Extracted material
//! Caller-facing field values for structured logging
//!
//! Callers attach heterogeneous context to each log call. `FieldValue` keeps
//! that context typed: one variant per category the adapter knows how to
//! preserve, plus an `Any` fallback for everything else.

use chrono::{DateTime, Utc};
use serde::Serialize;
use std::collections::HashMap;
use std::fmt;
use std::time::{Duration, SystemTime};

/// Unordered key-value context attached to a single log call
pub type Fields = HashMap<String, FieldValue>;

/// Value type for structured logging fields
#[derive(Debug, Clone, PartialEq)]
pub enum FieldValue {
    String(String),
    I32(i32),
    I64(i64),
    F64(f64),
    Bool(bool),
    Bytes(Vec<u8>),
    Time(DateTime<Utc>),
    Duration(Duration),
    /// Opaque fallback for values with no dedicated category
    Any(serde_json::Value),
}

impl FieldValue {
    /// Best-effort fallback for any serializable value
    ///
    /// Never fails: a value that refuses to serialize is recorded as the
    /// serialization error text.
    pub fn any<T: Serialize + ?Sized>(value: &T) -> Self {
        match serde_json::to_value(value) {
            Ok(json) => FieldValue::Any(json),
            Err(e) => FieldValue::Any(serde_json::Value::String(format!("<unserializable: {}>", e))),
        }
    }

    /// Short category name, handy for diagnostics
    pub fn type_name(&self) -> &'static str {
        match self {
            FieldValue::String(_) => "string",
            FieldValue::I32(_) => "i32",
            FieldValue::I64(_) => "i64",
            FieldValue::F64(_) => "f64",
            FieldValue::Bool(_) => "bool",
            FieldValue::Bytes(_) => "bytes",
            FieldValue::Time(_) => "time",
            FieldValue::Duration(_) => "duration",
            FieldValue::Any(_) => "any",
        }
    }
}

impl fmt::Display for FieldValue {
    fn fmt(&self, f: &mut fmt::Formatter<'_>) -> fmt::Result {
        match self {
            FieldValue::String(s) => write!(f, "{}", s),
            FieldValue::I32(i) => write!(f, "{}", i),
            FieldValue::I64(i) => write!(f, "{}", i),
            FieldValue::F64(fl) => write!(f, "{}", fl),
            FieldValue::Bool(b) => write!(f, "{}", b),
            FieldValue::Bytes(b) => write!(f, "<{} bytes>", b.len()),
            FieldValue::Time(t) => write!(f, "{}", t.to_rfc3339()),
            FieldValue::Duration(d) => write!(f, "{:?}", d),
            FieldValue::Any(v) => write!(f, "{}", v),
        }
    }
}

impl From<String> for FieldValue {
    fn from(s: String) -> Self {
        FieldValue::String(s)
    }
}

impl From<&str> for FieldValue {
    fn from(s: &str) -> Self {
        FieldValue::String(s.to_string())
    }
}

impl From<&String> for FieldValue {
    fn from(s: &String) -> Self {
        FieldValue::String(s.clone())
    }
}

impl From<i32> for FieldValue {
    fn from(i: i32) -> Self {
        FieldValue::I32(i)
    }
}

impl From<i64> for FieldValue {
    fn from(i: i64) -> Self {
        FieldValue::I64(i)
    }
}

macro_rules! widen_to_i64 {
    ($($ty:ty),+) => {$(
        impl From<$ty> for FieldValue {
            fn from(i: $ty) -> Self {
                FieldValue::I64(i64::from(i))
            }
        }
    )+};
}

widen_to_i64!(i8, i16, u8, u16, u32);

// Values past i64::MAX keep their magnitude as an opaque JSON number
impl From<u64> for FieldValue {
    fn from(i: u64) -> Self {
        match i64::try_from(i) {
            Ok(signed) => FieldValue::I64(signed),
            Err(_) => FieldValue::Any(serde_json::Value::from(i)),
        }
    }
}

impl From<usize> for FieldValue {
    fn from(i: usize) -> Self {
        match i64::try_from(i) {
            Ok(signed) => FieldValue::I64(signed),
            Err(_) => FieldValue::Any(serde_json::Value::from(i)),
        }
    }
}

impl From<isize> for FieldValue {
    fn from(i: isize) -> Self {
        FieldValue::I64(i as i64)
    }
}

impl From<f32> for FieldValue {
    fn from(f: f32) -> Self {
        FieldValue::F64(f64::from(f))
    }
}

impl From<f64> for FieldValue {
    fn from(f: f64) -> Self {
        FieldValue::F64(f)
    }
}

impl From<bool> for FieldValue {
    fn from(b: bool) -> Self {
        FieldValue::Bool(b)
    }
}

impl From<Vec<u8>> for FieldValue {
    fn from(b: Vec<u8>) -> Self {
        FieldValue::Bytes(b)
    }
}

impl From<&[u8]> for FieldValue {
    fn from(b: &[u8]) -> Self {
        FieldValue::Bytes(b.to_vec())
    }
}

impl From<DateTime<Utc>> for FieldValue {
    fn from(t: DateTime<Utc>) -> Self {
        FieldValue::Time(t)
    }
}

impl From<SystemTime> for FieldValue {
    fn from(t: SystemTime) -> Self {
        FieldValue::Time(t.into())
    }
}

impl From<Duration> for FieldValue {
    fn from(d: Duration) -> Self {
        FieldValue::Duration(d)
    }
}

impl From<serde_json::Value> for FieldValue {
    fn from(v: serde_json::Value) -> Self {
        FieldValue::Any(v)
    }
}

/// `None` is recorded as a JSON null
impl<T: Into<FieldValue>> From<Option<T>> for FieldValue {
    fn from(v: Option<T>) -> Self {
        match v {
            Some(inner) => inner.into(),
            None => FieldValue::Any(serde_json::Value::Null),
        }
    }
}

Exercise prompt
Within the entries above, find each line where "category" appears; copy every one.

Exercise answer
//! that context typed: one variant per category the adapter knows how to
    /// Opaque fallback for values with no dedicated category
    /// Short category name, handy for diagnostics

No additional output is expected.